Há ainda uma outra cena em que as palavras dão pistas para a estética reinante: Vrylim Buffam, amiga confidente e de verve endiabrada – outra, senão a principal personagem a proferir um fluxo ininterrupto de ironias e caprichos deliciosos –, diz a Dickinson, rebatendo uma palavra desta usada para si mesma: “você não demonstra, você revela”. Revelar, descortinar, trazer à luz, transparecer: eis talvez o conjunto de vocábulos mais propício a Terence Davies. A consciência de quadro, de tableau vivant, do diretor supera o olhar apurado sobre a incidência da luz, uso das cores ou posicionamento milimetricamente arranjado: inscritos pelas quatro arestas, agora é como se seus personagens cruzassem uma temporalidade outra, flutuassem diante de um tempo-além incrustado que tanto os preserva na recriação temporal que os pertence quanto os impulsiona para um aspecto de passageiros. É como se ele dissesse: esta não só não é a poetisa, seus irmãos e pais, mas, adicionado à negação ficcional para compensá-la, é algo mais, é um lampejo destes mesmos personagens, é eles em sua brevidade tão fugaz quanto foi sua passagem real pelo mundo. Só que há também o acréscimo da fotografia. A transição temporal dos rostos jovens/adultos da família para suas feições adultas/velhas é operado sobre o artifício da sobreposição imperceptível: lentamente, diante de nossos olhos, câmera aproximando-se segundo a segundo, enquanto as mudanças vão se operando, seus traços envelhecem. O curioso é que isto se dê numa sala de fotografias típica ao século XIX, mas menos surpreendente é que Davies saiba que apenas o fotográfico revela. É só ao olhar para uma fotografia que dizemos: “veja como cresci”; só o fotográfico revela (desvela) a mudança.

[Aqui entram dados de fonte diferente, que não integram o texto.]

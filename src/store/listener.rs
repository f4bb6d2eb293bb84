// 基于 LISTEN/NOTIFY 的变更订阅

use async_trait::async_trait;
use futures_util::{StreamExt, future};
use sqlx::PgPool;
use sqlx::postgres::{PgListener, PgNotification};

use super::{ChangeEvent, ChangeFeed, ChangeStream, LOCATIONS_TABLE, StoreError};

/// 通知函数和默认通道上的触发器
const NOTIFY_SQL: &str = include_str!("../../sql/notify.sql");

pub struct PgChangeFeed {
    pool: PgPool,
    channel: String,
}

impl PgChangeFeed {
    pub fn new(pool: PgPool, channel: impl Into<String>) -> Self {
        Self {
            pool,
            channel: channel.into(),
        }
    }

    /// 安装通知函数，并把触发器指向当前通道
    ///
    /// 直连和 REST 两种后端都靠它产生变更通知。
    pub async fn install_trigger(&self) -> Result<(), StoreError> {
        let trigger = trigger_sql(&self.channel)?;

        sqlx::raw_sql(NOTIFY_SQL).execute(&self.pool).await?;
        sqlx::raw_sql(&trigger).execute(&self.pool).await?;

        tracing::info!("Change trigger ready, notifying on channel {}", self.channel);
        Ok(())
    }
}

/// 生成触发器 DDL；通道名会拼进 SQL，只允许标识符字符
pub(crate) fn trigger_sql(channel: &str) -> Result<String, StoreError> {
    if channel.is_empty()
        || !channel
            .chars()
            .all(|c| c.is_ascii_alphanumeric() || c == '_')
    {
        return Err(StoreError::InvalidChannel(channel.to_string()));
    }

    Ok(format!(
        r#"
        DROP TRIGGER IF EXISTS locations_notify ON {table};
        CREATE TRIGGER locations_notify
            AFTER INSERT OR UPDATE OR DELETE ON {table}
            FOR EACH ROW EXECUTE FUNCTION notify_locations_change('{channel}');
        "#,
        table = LOCATIONS_TABLE,
    ))
}

/// 解析触发器发出的负载，只保留目标表的事件
pub(crate) fn parse_notification(payload: &str, table: &str) -> Option<ChangeEvent> {
    match serde_json::from_str::<ChangeEvent>(payload) {
        Ok(event) if event.table == table => Some(event),
        Ok(_) => None,
        Err(e) => {
            tracing::warn!("Ignoring malformed change payload {:?}: {}", payload, e);
            None
        }
    }
}

#[async_trait]
impl ChangeFeed for PgChangeFeed {
    async fn subscribe(&self, table: &str) -> Result<ChangeStream, StoreError> {
        let mut listener = PgListener::connect_with(&self.pool).await?;
        listener.listen(&self.channel).await?;
        tracing::debug!("Listening on {} for {} changes", self.channel, table);

        let table = table.to_string();
        let stream = listener
            .into_stream()
            .filter_map(move |item: Result<PgNotification, sqlx::Error>| {
                let event = match item {
                    Ok(notification) => parse_notification(notification.payload(), &table),
                    Err(e) => {
                        tracing::error!("Error receiving change notification: {}", e);
                        None
                    }
                };
                future::ready(event)
            });

        Ok(stream.boxed())
    }
}

#[cfg(test)]
mod tests {
    use super::*;
    use crate::store::{ChangeKind, DEFAULT_NOTIFY_CHANNEL};

    #[test]
    fn parses_trigger_payload() {
        let event = parse_notification(r#"{"table":"locations","event":"UPDATE"}"#, "locations");
        assert_eq!(
            event,
            Some(ChangeEvent {
                table: "locations".into(),
                kind: ChangeKind::Update,
            })
        );
    }

    #[test]
    fn drops_other_tables_and_garbage() {
        let other_table = r#"{"table":"profiles","event":"INSERT"}"#;
        let truncate = r#"{"table":"locations","event":"TRUNCATE"}"#;
        assert!(parse_notification(other_table, "locations").is_none());
        assert!(parse_notification("not json", "locations").is_none());
        assert!(parse_notification(truncate, "locations").is_none());
    }

    #[test]
    fn trigger_points_at_configured_channel() {
        let sql = trigger_sql("locations_changes_2").unwrap();
        assert!(sql.contains("AFTER INSERT OR UPDATE OR DELETE ON locations"));
        assert!(sql.contains("notify_locations_change('locations_changes_2')"));
    }

    #[test]
    fn rejects_channel_names_that_are_not_identifiers() {
        for channel in ["", "bad; DROP TABLE locations", "x')--"] {
            let err = trigger_sql(channel).unwrap_err();
            assert!(matches!(err, StoreError::InvalidChannel(_)));
        }
    }

    #[test]
    fn bundled_trigger_uses_default_channel() {
        let expected = format!("notify_locations_change('{}')", DEFAULT_NOTIFY_CHANNEL);
        assert!(NOTIFY_SQL.contains(&expected));
        assert!(NOTIFY_SQL.contains("CREATE OR REPLACE FUNCTION notify_locations_change()"));
    }

    #[tokio::test]
    #[ignore = "requires DATABASE_URL pointing at a scratch database"]
    async fn upsert_through_rest_schema_emits_change() {
        use crate::auth::CurrentUser;
        use crate::models::LocationRecord;
        use crate::store::{LocationStore, PgLocationStore};
        use chrono::Utc;
        use sqlx::postgres::PgPoolOptions;
        use std::time::Duration;

        let url = std::env::var("DATABASE_URL").unwrap();
        let pool = PgPoolOptions::new().connect(&url).await.unwrap();
        let store = PgLocationStore::new(pool.clone());
        store.migrate().await.unwrap();

        // 与 REST 后端相同：只安装触发器，由别的客户端写入
        let feed = PgChangeFeed::new(pool, "locshare_test_changes");
        feed.install_trigger().await.unwrap();
        let mut changes = feed.subscribe(LOCATIONS_TABLE).await.unwrap();

        let user = CurrentUser::new("listener-test-u1");
        let record = LocationRecord::new(&user.id, 35.0, 139.0, Utc::now());
        store.upsert_location(&user, &record).await.unwrap();

        let event = tokio::time::timeout(Duration::from_secs(5), changes.next())
            .await
            .unwrap()
            .unwrap();
        assert_eq!(event.table, LOCATIONS_TABLE);
    }
}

Não há centralidade de evento na trama que não perpasse seu próprio retraimento: a amiga se casa e se muda para longe, a paixão pelo reverendo é sufocada, a publicação de seus poemas é irregular e alterada, o conflito religioso é insolúvel. “Esta é minha carta ao mundo que nunca escreveu para mim”, dirá Emily em seu leito de morte, ou, muito possivelmente, post-mortem. Da garota que recusou tanto a salvação quanto a permanência no colégio de freiras para buscá-la, e preferiu ficar no centro, sozinha, diante da freira-chefe; passando pela mulher passional, vibrante, curiosa em relação ao mundo e seus componentes, até a consciência, já mais velha, em soluços desesperados de choro, da própria inveja, auto-depreciação, drama e repulsa a tudo o que não fosse elevado (aos seus padrões) – só quando se reconheceu como construtor de um retrato que se acende e se apaga o cinema pôde tocar as vidas mais sensíveis e de maneira mais complementar a seu próprio estatuto. Não coincidentemente, em seu término, o rosto de Cynthia Nixon se transforma no da poetisa; não coincidentemente, as elipses temporais tornam quase indiscernível a passagem do tempo: ainda que tudo seja pincelado sobre o esqueleto de uma vida alternadamente amarga, Dickinson é a transmutação de um rosto e de um alcance ao mundo que se perpetua na matéria de todo aquele que se sensibiliza com o encontro da poesia.